14/10/2011

Internação de usuários: último recurso ou medida banal?


Há cerca de duas décadas, o Brasil procura livrar-se do manicômio. Por meio do medo, interesses conservadores querem reverter estes avanços

Diretor do Programa de Orientação e Atendimento a Dependentes (Proad), da Universidade Federal de São Paulo (Unifesp), o psiquiatra Dartiu Xavier afirmou, em entrevista recente ao médico Drauzio Varella, que existe uma parcela de indivíduos que precisa de internação compulsória. Ela representa, porém, de 10 a 20% dos usuários de crack. Para os outros 80%, o tratamento ambulatorial em liberdade, com equipes multidisciplinares, seria a melhor opção. Citando a experiência clínica e os estudos internacionais sobre tratamento de álcool e drogas, Xavier conclui que “as intervenções baseadas em internação compulsória têm uma taxa de fracasso muito alta: em 98% dos casos em que a pessoa é internada contra a sua vontade, acaba voltando ao vício”.

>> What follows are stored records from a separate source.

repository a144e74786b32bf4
use std::collections::BTreeMap;

use cairn_types::anchor::{Anchor, UnrewardedAnchor};
use cairn_types::primitives::*;

use crate::chain::LocalChain;
use crate::confirmation::{confirmations, ConfirmationEngine};
use crate::error::AnchorError;
use crate::payout::RewardLedger;

/// Changes produced by a registry recomputation.
#[derive(Debug, Clone, Default, PartialEq, Eq)]
pub struct RecomputeSummary {
    pub previous_active: Option<Hash>,
    pub active: Option<Hash>,
}

impl RecomputeSummary {
    pub fn active_changed(&self) -> bool {
        self.previous_active != self.active
    }
}

/// Promoted anchors, the active anchor and the unrewarded list.
#[derive(Debug, Clone, Default)]
pub struct AnchorRegistry {
    anchors: BTreeMap<Hash, Anchor>,
    active: Option<Hash>,
    unrewarded: Vec<UnrewardedAnchor>,
}

impl AnchorRegistry {
    pub fn new() -> Self {
        Self::default()
    }

    pub fn from_anchors(anchors: Vec<Anchor>) -> Self {
        Self {
            anchors: anchors
                .into_iter()
                .map(|a| (a.external_tx_hash, a))
                .collect(),
            ..Default::default()
        }
    }

    pub fn len(&self) -> usize {
        self.anchors.len()
    }

    pub fn is_empty(&self) -> bool {
        self.anchors.is_empty()
    }

    pub fn get(&self, tx_hash: &Hash) -> Option<&Anchor> {
        self.anchors.get(tx_hash)
    }

    pub fn contains(&self, tx_hash: &Hash) -> bool {
        self.anchors.contains_key(tx_hash)
    }

    /// Add a promoted anchor. Returns false if it was already present.
    pub fn insert(&mut self, anchor: Anchor) -> bool {
        if self.anchors.contains_key(&anchor.external_tx_hash) {
            return false;
        }
        self.anchors.insert(anchor.external_tx_hash, anchor);
        true
    }

    /// Remove every anchor included above `external_height`.
    pub fn take_above_external(&mut self, external_height: u64) -> Vec<Anchor> {
        let doomed: Vec<Hash> = self
            .anchors
            .values()
            .filter(|a| a.external_block_height > external_height)
            .map(|a| a.external_tx_hash)
            .collect();
        doomed
            .iter()
            .filter_map(|hash| self.anchors.remove(hash))
            .collect()
    }

    /// All anchors ordered by local height, then external height, then hash.
    pub fn list(&self) -> Vec<Anchor> {
        let mut anchors: Vec<Anchor> = self.anchors.values().cloned().collect();
        anchors.sort_by_key(|a| {
            (
                a.local_block_height,
                a.external_block_height,
                a.external_tx_hash,
            )
        });
        anchors
    }

    pub fn active(&self) -> Option<&Anchor> {
        self.active.as_ref().and_then(|hash| self.anchors.get(hash))
    }

    /// Local height of the active anchor, 0 if none.
    pub fn active_height(&self) -> u64 {
        self.active().map(|a| a.local_block_height).unwrap_or(0)
    }

    /// Unrewarded winners, oldest first.
    pub fn unrewarded(&self) -> &[UnrewardedAnchor] {
        &self.unrewarded
    }

    /// The anchor at the head of the unrewarded list.
    pub fn unrewarded_head(&self) -> Option<&Anchor> {
        self.unrewarded
            .first()
            .and_then(|u| self.anchors.get(&u.external_hash))
    }

    /// The rewarded anchor with the greatest local height below `height`.
    pub fn latest_rewarded_below(&self, height: u64, rewards: &RewardLedger) -> Option<&Anchor> {
        self.anchors
            .values()
            .filter(|a| a.local_block_height < height && rewards.contains(&a.external_tx_hash))
            .max_by_key(|a| a.local_block_height)
    }

    /// Tx hash a new anchor for `height` names as its predecessor, or
    /// `ZERO_HASH` when nothing below it was rewarded.
    pub fn expected_previous(&self, height: u64, rewards: &RewardLedger) -> Hash {
        self.latest_rewarded_below(height, rewards)
            .map(|a| a.external_tx_hash)
            .unwrap_or(ZERO_HASH)
    }

    /// Recompute confirmations, lineage, the active anchor and the unrewarded
    /// list from the current external height, local chain and reward ledger.
    pub fn recompute(
        &mut self,
        external_height: u64,
        chain: &LocalChain,
        rewards: &RewardLedger,
        engine: &ConfirmationEngine,
    ) -> RecomputeSummary {
        let previous_active = self.active;

        let lineage: Vec<(Hash, Hash)> = self
            .anchors
            .values()
            .map(|a| {
                (
                    a.external_tx_hash,
                    self.expected_previous(a.local_block_height, rewards),
                )
            })
            .collect();
        for (hash, previous) in lineage {
            if let Some(anchor) = self.anchors.get_mut(&hash) {
                anchor.previous_anchor_tx_hash = previous;
                anchor.confirmations = confirmations(external_height, anchor.external_block_height);
            }
        }

        // One winner per local height among deep enough, canonical anchors.
        let mut winners: BTreeMap<u64, &Anchor> = BTreeMap::new();
        for anchor in self.anchors.values() {
            if !engine.can_activate(anchor.confirmations)
                || !chain.is_canonical(anchor.local_block_height, &anchor.local_block_hash)
            {
                continue;
            }
            let rewarded = rewards.contains(&anchor.external_tx_hash);
            match winners.get(&anchor.local_block_height) {
                Some(best)
                    if engine
                        .rank(anchor, rewarded, best, rewards.contains(&best.external_tx_hash))
                        .is_ge() => {}
                _ => {
                    winners.insert(anchor.local_block_height, anchor);
                }
            }
        }

        let active = winners.values().next_back().map(|a| a.external_tx_hash);
        let max_rewarded = self
            .anchors
            .values()
            .filter(|a| rewards.contains(&a.external_tx_hash))
            .map(|a| a.local_block_height)
            .max();
        let unrewarded: Vec<UnrewardedAnchor> = winners
            .values()
            .filter(|a| max_rewarded.map_or(true, |m| a.local_block_height > m))
            .filter(|a| !rewards.contains(&a.external_tx_hash))
            .map(|a| UnrewardedAnchor {
                local_height: a.local_block_height,
                local_hash: a.local_block_hash,
                external_height: a.external_block_height,
                external_hash: a.external_tx_hash,
            })
            .collect();

        for anchor in self.anchors.values_mut() {
            anchor.active = Some(anchor.external_tx_hash) == active;
        }
        self.active = active;
        self.unrewarded = unrewarded;

        RecomputeSummary {
            previous_active,
            active,
        }
    }

    /// Check that reward records and anchor lineage agree.
    pub fn verify_lineage(&self, rewards: &RewardLedger) -> Result<(), AnchorError> {
        let mut last_height: Option<u64> = None;
        for record in rewards.list() {
            let anchor = self.anchors.get(&record.anchor_tx_hash).ok_or_else(|| {
                AnchorError::RollbackInconsistency {
                    reason: format!(
                        "reward {} references unknown anchor {}",
                        hex::encode(record.reward_tx_hash),
                        hex::encode(record.anchor_tx_hash)
                    ),
                }
            })?;
            if last_height.is_some_and(|h| anchor.local_block_height <= h) {
                return Err(AnchorError::RollbackInconsistency {
                    reason: format!(
                        "anchor at height {} rewarded after a higher anchor",
                        anchor.local_block_height
                    ),
                });
            }
            last_height = Some(anchor.local_block_height);
        }

        if let Some(active) = self.active() {
            let expected = self.expected_previous(active.local_block_height, rewards);
            if active.previous_anchor_tx_hash != expected {
                return Err(AnchorError::RollbackInconsistency {
                    reason: format!(
                        "active anchor {} links to {} instead of {}",
                        hex::encode(active.external_tx_hash),
                        hex::encode(active.previous_anchor_tx_hash),
                        hex::encode(expected)
                    ),
                });
            }
        }
        Ok(())
    }
}

#[cfg(test)]
mod tests {
    use super::*;
    use crate::params::AnchorParams;
    use crate::test_support::make_chain;
    use cairn_types::anchor::RewardRecord;

    fn make_anchor(chain: &LocalChain, hash: u8, local: u64, external: u64) -> Anchor {
        Anchor {
            external_block_height: external,
            external_tx_hash: [hash; 32],
            previous_anchor_tx_hash: ZERO_HASH,
            local_block_height: local,
            local_block_hash: chain.hash_at(local).unwrap(),
            reward_address: [hash; 20],
            confirmations: 0,
            signature_count: 2,
            creation_height: local + 30,
            active: false,
        }
    }

    fn reward(anchor: u8, local_height: u64) -> RewardRecord {
        RewardRecord {
            anchor_tx_hash: [anchor; 32],
            reward_tx_hash: [anchor + 100; 32],
            local_height,
            local_hash: [0u8; 32],
        }
    }

    fn engine() -> ConfirmationEngine {
        ConfirmationEngine::new(&AnchorParams::default())
    }

    #[test]
    fn test_activation_at_depth() {
        let (chain, _, _) = make_chain(3, 80);
        let mut registry = AnchorRegistry::new();
        registry.insert(make_anchor(&chain, 1, 15, 1));
        let rewards = RewardLedger::new();

        registry.recompute(5, &chain, &rewards, &engine());
        assert!(registry.active().is_none());
        assert!(registry.unrewarded().is_empty());
        assert_eq!(registry.list()[0].confirmations, 5);

        let summary = registry.recompute(6, &chain, &rewards, &engine());
        assert!(summary.active_changed());
        assert_eq!(registry.active().unwrap().external_tx_hash, [1u8; 32]);
        assert_eq!(registry.unrewarded().len(), 1);
        assert_eq!(registry.active_height(), 15);
    }

    #[test]
    fn test_single_active_and_tie_break() {
        let (chain, _, _) = make_chain(3, 80);
        let mut registry = AnchorRegistry::new();
        registry.insert(make_anchor(&chain, 2, 15, 1));
        registry.insert(make_anchor(&chain, 1, 15, 2));
        registry.insert(make_anchor(&chain, 3, 30, 3));
        let rewards = RewardLedger::new();

        registry.recompute(7, &chain, &rewards, &engine());
        // Height 30 is only at 5 confirmations; the earliest height-15 anchor wins.
        assert_eq!(registry.active().unwrap().external_tx_hash, [2u8; 32]);
        assert_eq!(registry.list().iter().filter(|a| a.active).count(), 1);

        registry.recompute(8, &chain, &rewards, &engine());
        assert_eq!(registry.active().unwrap().external_tx_hash, [3u8; 32]);
        let unrewarded: Vec<u64> = registry.unrewarded().iter().map(|u| u.local_height).collect();
        assert_eq!(unrewarded, vec![15, 30]);
        assert_eq!(registry.unrewarded_head().unwrap().external_tx_hash, [2u8; 32]);
    }

    #[test]
    fn test_lineage_follows_rewards() {
        let (chain, _, _) = make_chain(3, 80);
        let mut registry = AnchorRegistry::new();
        registry.insert(make_anchor(&chain, 1, 15, 1));
        registry.insert(make_anchor(&chain, 2, 30, 2));
        let mut rewards = RewardLedger::new();
        rewards.insert(reward(1, 47));

        registry.recompute(10, &chain, &rewards, &engine());
        let active = registry.active().unwrap();
        assert_eq!(active.external_tx_hash, [2u8; 32]);
        assert_eq!(active.previous_anchor_tx_hash, [1u8; 32]);
        assert_eq!(registry.unrewarded().len(), 1);
        registry.verify_lineage(&rewards).unwrap();
    }

    #[test]
    fn test_orphaned_block_is_not_a_winner() {
        let (chain, _, _) = make_chain(3, 80);
        let mut registry = AnchorRegistry::new();
        let mut orphan = make_anchor(&chain, 1, 15, 1);
        orphan.local_block_hash = [0xEE; 32];
        registry.insert(orphan);
        registry.recompute(10, &chain, &RewardLedger::new(), &engine());
        assert!(registry.active().is_none());
    }

    #[test]
    fn test_verify_lineage_detects_missing_anchor() {
        let registry = AnchorRegistry::new();
        let mut rewards = RewardLedger::new();
        rewards.insert(reward(9, 47));
        assert!(matches!(
            registry.verify_lineage(&rewards),
            Err(AnchorError::RollbackInconsistency { .. })
        ));
    }

    #[test]
    fn test_take_above_external() {
        let (chain, _, _) = make_chain(3, 80);
        let mut registry = AnchorRegistry::new();
        registry.insert(make_anchor(&chain, 1, 15, 1));
        registry.insert(make_anchor(&chain, 2, 30, 5));
        let removed = registry.take_above_external(3);
        assert_eq!(removed.len(), 1);
        assert_eq!(removed[0].external_tx_hash, [2u8; 32]);
        assert_eq!(registry.len(), 1);
    }
}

Também o Conselho Federal de Psicologia (CFP), o Conselho Nacional de Assistência Social (CNAS) e o Núcleo da Infância e Juventude da Defensoria Pública de São Paulo condenam a internação compulsória. Este último órgão defende colocar em prática os “princípios que reconhecem a condição da criança e do adolescente como sujeitos de direitos” – entre outros, os previstos no ECA.

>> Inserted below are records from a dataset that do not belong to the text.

use borsh::{BorshDeserialize, BorshSerialize};

use crate::anchor::{Anchor, Auth, PendingAnchor, RewardRecord, RewardVote};
use crate::chain::{BlockRecord, Validator};
use crate::primitives::Amount;

/// Everything the anchor engine needs to resume after a restart.
///
/// Team assignments and derived views (unrewarded list, reward confirms) are
/// not stored; they are recomputed from these fields on load.
#[derive(Debug, Clone, Default, PartialEq, Eq, BorshSerialize, BorshDeserialize)]
pub struct AnchorSnapshot {
    /// Canonical local chain, genesis first.
    pub blocks: Vec<BlockRecord>,
    pub validators: Vec<Validator>,
    pub auths: Vec<Auth>,
    pub pending: Vec<PendingAnchor>,
    pub anchors: Vec<Anchor>,
    pub votes: Vec<RewardVote>,
    pub rewards: Vec<RewardRecord>,
    /// Current community anchor reward pool.
    pub pool: Amount,
    /// Latest known external chain height.
    pub external_height: u64,
}
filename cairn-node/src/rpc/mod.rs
pub mod handlers;
pub mod server;
pub mod types;
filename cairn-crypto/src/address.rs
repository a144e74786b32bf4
use cairn_types::primitives::{Address, PublicKey};

use crate::hash::blake3_hash;

/// Derive an address from a public key.
/// Address = BLAKE3(pubkey)[0..20]
pub fn pubkey_to_address(pubkey: &PublicKey) -> Address {
    let hash = blake3_hash(pubkey);
    let mut address = [0u8; 20];
    address.copy_from_slice(&hash[..20]);
    address
}

#[cfg(test)]
mod tests {
    use super::*;

    #[test]
    fn test_address_derivation_deterministic() {
        let pubkey = [42u8; 32];
        assert_eq!(pubkey_to_address(&pubkey), pubkey_to_address(&pubkey));
    }

    #[test]
    fn test_different_pubkeys_different_addresses() {
        assert_ne!(pubkey_to_address(&[1u8; 32]), pubkey_to_address(&[2u8; 32]));
    }

    #[test]
    fn test_address_is_hash_prefix() {
        let pubkey = [99u8; 32];
        let hash = blake3_hash(&pubkey);
        assert_eq!(pubkey_to_address(&pubkey)[..], hash[..20]);
    }
}
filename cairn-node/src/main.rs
use clap::Parser;
use tracing_subscriber::EnvFilter;

use cairn_node::cli;

fn main() {
    let cli = cli::Cli::parse();

    // RUST_LOG wins over the configured level.
    tracing_subscriber::fmt()
        .with_env_filter(
            EnvFilter::try_from_default_env().unwrap_or_else(|_| EnvFilter::new(cli.log_level())),
        )
        .init();

    let rt = match tokio::runtime::Runtime::new() {
        Ok(rt) => rt,
        Err(e) => {
            tracing::error!("failed to create Tokio runtime: {}", e);
            std::process::exit(1);
        }
    };
    rt.block_on(async {
        if let Err(e) = cli::run(cli).await {
            tracing::error!("fatal error: {}", e);
            std::process::exit(1);
        }
    });
}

Não se trata de um discurso utópico. A Lei de Reforma Psiquiátrica, vigente desde 2001, criou os serviços de atenção psicossocial (Centros de Assistência e Promoção Social — CAPS) em substituição à instituição total do manicômio. Com isso, procura-se garantir a liberdade das pessoas que precisam de cuidados por viverem sofrimento mental e problemas no uso de álcool e outras drogas. Assegura-se o direito do usuário a ser esclarecido sobre a sua saúde, intervir em seu tratamento e ser considerado em suas necessidades e subjetividades.
A história dos manicômios, e de instituições totais como esta, dá conta de práticas de tortura, maus tratos, e toda sorte de violações aos direitos da pessoa. A privação da liberdade, por si só, é uma prática autoritária — e violenta o indivíduo supostamente em tratamento. Hoje, as comunidades terapêuticas são a reedição do modelo manicomial: sem a equipe multidisciplinar da reforma psiquiátrica, aposta na abstinência, na medicalização e na contenção.
Porém, o novo paradigma tem sido adotado pelo Sistema Único de Saúde (SUS) há cerca de duas décadas. A nova abordagem requer mais recursos financeiros para a Saúde, porque é sofisticada e não visa lucro. Os profissionais da Assistência Social investem no trabalho em rede, que envolve equipamentos diversos, como o Centro Psicossocial Álcool e Drogas (CAPS-AD), os Centros de Referência da Assistência Social (CRAS) e os Centros de Referência Especializado da Assistência Social para população em situação de rua (CREAS-POP). Recorre-se a projetos de redução de danos, com resultados surpreendentes, e aciona-se a escola e o Programa Estratégia Saúde da Família, entre outros, no próprio território em que circula o indivíduo.
Os resultados aparecem. O Conselho Federal de Psicologia tem lembrado as políticas adotadas pelos municípios de São Bernardo do Campo e Recife como exemplos bem-sucedidos no tratamento de abuso de drogas. “Investimentos exclusivamente voltados para a rede pública propiciaram a invenção de uma rede diversificada de serviços que asseguram cidadania. A sustentação radical desta política permite a ambos municípios prescindir da inclusão de comunidades terapêuticas e de hospitais psiquiátricos como locus de tratamento”.